Les points conflictuels
Le projet de loi tel que déposé en plénière prévoit la création d’une commission d’experts qui statue sur les cas d’accidents médicaux déposés par les victimes. Il s’agit d’une structure de médiation composée de trois experts légaux, un médecin légiste et deux médecins spécialistes. Le syndicat des médecins dentistes a fait part de ses réserves quant à l’intégration d’un médecin légiste, et propose à sa place un médecin dentiste, selon le rapport de la commission de la santé (page 10). «La commission prend en charge toutes les dépenses de la victime de l’accident médical. Il s’agit d’une démarche réconciliatrice et non pas d’un processus légal. Si le patient recourt auprès de cette commission, il ne pourra plus poursuivre les professionnels de la santé en justice», nous explique Ayachi Zammel. Et de préciser : «Compte tenu de la constitutionnalité du droit de juridiction, le patient peut porter plainte devant la justice judiciaire ou administrative, selon le statut de l’établissement responsable du préjudice».
Outre la commission, le projet de loi prévoit la création, par loi de finance, d’un fonds d’indemnisation des erreurs médicales, sous la tutelle du ministère des Finances et en concertation avec les corps de métiers concernés. Le fonds est financé principalement par les établissements de la santé publique, les cliniques privées, les laboratoires pharmaceutiques et les différents professionnels de la santé. «Nous avons refusé de contribuer au financement de ce fonds parce qu’on n’a pas de responsabilité directe par rapport aux accidents médicaux. Même les sociétés d’assurance ont refusé d’en indemniser les victimes», affirme Bassem Maater du syndicat des médecins dentistes à Nawaat. Et de rebondir : «Les accidents médicaux sont dus généralement à la précarité de l’infrastructure sanitaire. Il faudrait réformer tout le système de santé pour éviter de tels accidents».

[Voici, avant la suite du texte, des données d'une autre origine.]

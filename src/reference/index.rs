//! Exact-match lookup on normalized key tuples.

use super::record::SheetKind;
use ahash::AHashMap;
use smallvec::SmallVec;

/// Separates key parts; never produced by normalization.
const KEY_SEPARATOR: char = '\u{1f}';

/// A normalized tuple flattened into one hashable string.
#[derive(Debug, Clone, PartialEq, Eq, Hash)]
pub struct IndexKey(String);

impl IndexKey {
    pub fn new(parts: &[&str]) -> Self {
        let mut key = String::with_capacity(parts.iter().map(|p| p.len() + 1).sum());
        for (i, part) in parts.iter().enumerate() {
            if i > 0 {
                key.push(KEY_SEPARATOR);
            }
            key.push_str(part);
        }
        Self(key)
    }
}

/// Position of a record in one of the two sheets.
#[derive(Debug, Clone, Copy, PartialEq, Eq, Hash)]
pub struct IndexEntry {
    pub index: usize,
    pub sheet: SheetKind,
}

impl IndexEntry {
    pub fn commune(index: usize) -> Self {
        Self {
            index,
            sheet: SheetKind::Commune,
        }
    }

    pub fn hamlet(index: usize) -> Self {
        Self {
            index,
            sheet: SheetKind::Hamlet,
        }
    }
}

/// Most keys map to one or two records.
type Bucket = SmallVec<[IndexEntry; 2]>;

/// Normalized key -> records sharing that key, in insertion order.
#[derive(Debug, Clone, Default)]
pub struct ExactIndex {
    map: AHashMap<IndexKey, Bucket>,
}

impl ExactIndex {
    pub fn new() -> Self {
        Self::default()
    }

    pub fn insert(&mut self, key: IndexKey, entry: IndexEntry) {
        self.map.entry(key).or_default().push(entry);
    }

    /// All records stored under `key`.
    pub fn get(&self, key: &IndexKey) -> &[IndexEntry] {
        self.map.get(key).map_or(&[], |bucket| bucket.as_slice())
    }

    /// The first commune-sheet record under `key`, else the first record.
    pub fn preferred(&self, key: &IndexKey) -> Option<IndexEntry> {
        let entries = self.get(key);
        entries
            .iter()
            .find(|e| e.sheet == SheetKind::Commune)
            .or_else(|| entries.first())
            .copied()
    }

    /// Number of distinct keys.
    pub fn len(&self) -> usize {
        self.map.len()
    }

    pub fn is_empty(&self) -> bool {
        self.map.is_empty()
    }
}

#[cfg(test)]
mod tests {
    use super::*;

    #[test]
    fn test_key_parts_do_not_merge() {
        assert_ne!(IndexKey::new(&["an phu", "cu chi"]), IndexKey::new(&["an", "phu cu chi"]));
        assert_eq!(IndexKey::new(&["a", "b"]), IndexKey::new(&["a", "b"]));
    }

    #[test]
    fn test_preferred_takes_commune_sheet() {
        let mut index = ExactIndex::new();
        let key = IndexKey::new(&["an phu", "ho chi minh"]);
        index.insert(key.clone(), IndexEntry::hamlet(4));
        index.insert(key.clone(), IndexEntry::commune(9));
        index.insert(key.clone(), IndexEntry::commune(2));

        assert_eq!(index.get(&key).len(), 3);
        assert_eq!(index.preferred(&key), Some(IndexEntry::commune(9)));
        assert_eq!(index.len(), 1);
    }

    #[test]
    fn test_preferred_falls_back_to_hamlet_sheet() {
        let mut index = ExactIndex::new();
        let key = IndexKey::new(&["long thoi"]);
        index.insert(key.clone(), IndexEntry::hamlet(1));
        index.insert(key.clone(), IndexEntry::hamlet(0));
        assert_eq!(index.preferred(&key), Some(IndexEntry::hamlet(1)));
    }

    #[test]
    fn test_missing_key() {
        let index = ExactIndex::new();
        let key = IndexKey::new(&["nowhere"]);
        assert!(index.get(&key).is_empty());
        assert_eq!(index.preferred(&key), None);
        assert!(index.is_empty());
    }
}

Pour sa part, Ayachi Zammel affirme que les sociétés d’assurance couvrent l’erreur médicale et non pas l’accident médical. «Les préjudices des accidents médicaux sont beaucoup plus graves, et le montant des indemnités varie entre 50 mille et 300 mille dinars. D’où le refus des assurances de subir une telle charge», enchaîne-t-il.
Pour sa part, la fédération tunisienne des sociétés d’assurance a manifesté sa disposition à prendre en charge uniquement les victimes des erreurs médicales. Quant aux accidents, les sociétés d’assurances ne peuvent pas estimer la valeur du préjudice, ce qui pourrait mener à un déséquilibre financier. La fédération appelle l’Etat à prendre en charge les victimes des accidents médicaux à travers «une caisse de solidarité». «La création d’un établissement étatique risque de peser davantage sur les finances publiques», conteste le président de la commission de la santé.
Les réticences des médecins et des sociétés d’assurance à l’égard des modalités de financement du fonds d’indemnisation bloquent l’adoption du projet de loi. Déjà déposé deux fois en plénière, le projet de loi doit encore être examiné par la commission parlementaire.